Yesterday I threw down the gauntlet regarding Christopher Nolan’s new Batman movie, The Dark Knight Rises. In fact, that article was a first entry into a discussion about how we’ve constantly upped the ante regarding violence in movies and television and modern life in general.  That larger discussion will evolve over time as I find things to say about it.  In this article I want to talk specifically about the Batman movie… or rather about the “going to the Batman movie” theater experience.

When it comes to going to the movie theater to see a movie, each time I do that lately I seem to find one less reason to do that ever again. Let me count the ways:

The ticket prices continue to rise.  For an adult, my local (AMC) theater charges $10.00 (USD: United States Dollars).  If you go to a 3D movie, add another $3.50 to rent those damned glasses. (3D movies… a rant for another time.)  To bring your children costs you $7.50 each.  If you go very early, a ticket might cost only $5.00 (adult and child), and during the other off-peak times adults might pay $7.50 (children $5.00).

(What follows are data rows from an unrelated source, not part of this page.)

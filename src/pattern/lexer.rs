use crate::pattern::token::{ParamKind, ParamToken, Quantifier, Token};

/// Scans a route pattern into typed tokens. At every position the scanner
/// tries, in order: an escape pair, a parameter, a metacharacter, plain
/// text. Failed parameter attempts rewind and fall through, so scanning
/// accepts any input string.
#[tracing::instrument(level = "trace", fields(pattern = %pattern))]
pub fn tokenize(pattern: &str) -> Vec<Token> {
    Lexer::new(pattern).run()
}

fn is_metachar(ch: char) -> bool {
    matches!(
        ch,
        '.' | '+' | '*' | '?' | '=' | '^' | '!' | ':' | '$' | '{' | '}' | '(' | ')' | '[' | ']'
            | '|' | '/'
    )
}

struct Lexer {
    chars: Vec<char>,
    index: usize,
}

impl Lexer {
    fn new(pattern: &str) -> Self {
        Self {
            chars: pattern.chars().collect(),
            index: 0,
        }
    }

    fn run(mut self) -> Vec<Token> {
        let mut tokens = Vec::new();
        let mut text = String::new();

        while let Some(ch) = self.peek() {
            if ch == '\\'
                && let Some(escaped) = self.peek_ahead(1)
            {
                flush_text(&mut tokens, &mut text);
                self.index += 2;
                tokens.push(Token::Escaped(escaped));
                continue;
            }
            if let Some(param) = self.parse_parameter() {
                flush_text(&mut tokens, &mut text);
                tokens.push(Token::Parameter(param));
                continue;
            }
            if is_metachar(ch) {
                flush_text(&mut tokens, &mut text);
                self.index += 1;
                tokens.push(Token::Metachar(ch));
                continue;
            }
            text.push(ch);
            self.index += 1;
        }

        flush_text(&mut tokens, &mut text);
        tokens
    }

    /// A parameter is an optional `/` or `.` prefix followed by `:name`,
    /// `:name(expr)` or `(expr)`, then an optional `+ * ?` modifier. The
    /// prefix only participates when a parameter core follows it.
    fn parse_parameter(&mut self) -> Option<ParamToken> {
        let checkpoint = self.index;
        let prefix = match self.peek() {
            Some(ch @ ('/' | '.')) => {
                self.index += 1;
                Some(ch)
            }
            _ => None,
        };

        let kind = match self.peek() {
            Some(':') => self.parse_named(),
            Some('(') => self
                .parse_expression()
                .map(|expression| ParamKind::Bare { expression }),
            _ => None,
        };

        match kind {
            Some(kind) => Some(ParamToken::new(prefix, kind, self.parse_quantifier())),
            None => {
                self.index = checkpoint;
                None
            }
        }
    }

    fn parse_named(&mut self) -> Option<ParamKind> {
        let checkpoint = self.index;
        self.index += 1;

        let mut name = String::new();
        while let Some(ch) = self.peek() {
            if ch.is_ascii_alphanumeric() || ch == '_' {
                name.push(ch);
                self.index += 1;
            } else {
                break;
            }
        }
        if name.is_empty() {
            self.index = checkpoint;
            return None;
        }

        // An unterminated `(...)` does not fail the parameter; the name
        // stands alone and the `(` is scanned again on its own.
        let expression = if self.peek() == Some('(') {
            self.parse_expression()
        } else {
            None
        };

        Some(ParamKind::Named { name, expression })
    }

    /// Reads a parenthesized expression. It ends at the first `)` that is
    /// not part of a backslash pair; unescaped nested parentheses are not
    /// balanced. Rewinds and yields nothing when no terminator exists.
    fn parse_expression(&mut self) -> Option<String> {
        let checkpoint = self.index;
        self.index += 1;

        let mut expression = String::new();
        while let Some(ch) = self.next() {
            match ch {
                '\\' => {
                    expression.push('\\');
                    if let Some(escaped) = self.next() {
                        expression.push(escaped);
                    }
                }
                ')' => return Some(expression),
                _ => expression.push(ch),
            }
        }

        self.index = checkpoint;
        None
    }

    fn parse_quantifier(&mut self) -> Quantifier {
        match self.peek() {
            Some('?') => {
                self.index += 1;
                Quantifier::ZeroOrOne
            }
            Some('*') => {
                self.index += 1;
                Quantifier::ZeroOrMore
            }
            Some('+') => {
                self.index += 1;
                Quantifier::OneOrMore
            }
            _ => Quantifier::One,
        }
    }

    fn peek(&self) -> Option<char> {
        self.chars.get(self.index).copied()
    }

    fn peek_ahead(&self, offset: usize) -> Option<char> {
        self.chars.get(self.index + offset).copied()
    }

    fn next(&mut self) -> Option<char> {
        let ch = self.peek();
        if ch.is_some() {
            self.index += 1;
        }
        ch
    }
}

fn flush_text(tokens: &mut Vec<Token>, text: &mut String) {
    if !text.is_empty() {
        tokens.push(Token::Text(std::mem::take(text)));
    }
}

That means a canonical family of four normally pays $35.00 just to get in the door. If they’re seeing a 3D movie, it’s $49.00, which includes $14.00 for the glasses rental. (On the other hand, I just found a rare reason to enjoy being single and childless!)  If you’re willing to go way off-peak times, you can get that down to a mere $20.00 ($34.00 for a 3D movie, in which case you’re paying almost as much to rent the damned glasses).

So already you have to be questioning whether there isn’t something else you could be doing. Say, perhaps, watching slightly older movies on your wide-screen TV in the comfort of your home. But in this me first and gotta have it right now world, people will pay for the privilege of the movie experience. And there are some movies that you do want to see on the biggest, loudest screen possible (which is why we went to see Batman; that was one of those movies).

These prices just get you in the door. I’ve always thought that an important part of the movie experience was the popcorn (and the Milk Duds and a soda).

For decades I’ve had a thing going where one night a week my buddies come over to my place, and we all drink (my) beer and chat about movies, books, physics, philosophy, science fiction and so forth.  Then some of us (who don’t have to get up too early or who don’t care much about sleep) go to see the night’s last showing of some movie.  The advantage is a reduced price ($7.50) and a severely reduced audience.  Many times we’ve seen what amounts to a private showing. There’s something kinda neat about sitting in an empty movie theater or sharing it with just a handful of others—infinitely fewer chances for annoying distractions, for one thing!

For a long time, for years, it’s been possible to break a $20.00 at the door and then exactly use the remainder purchasing the already mentioned (medium) popcorn, Milk Duds (the smaller 3 oz movie theater box) and (small) soda.  In fact, I thought it was kind of cool how they calculated it to use your entire $20.00. The popcorn, candy soda combo must be a common one.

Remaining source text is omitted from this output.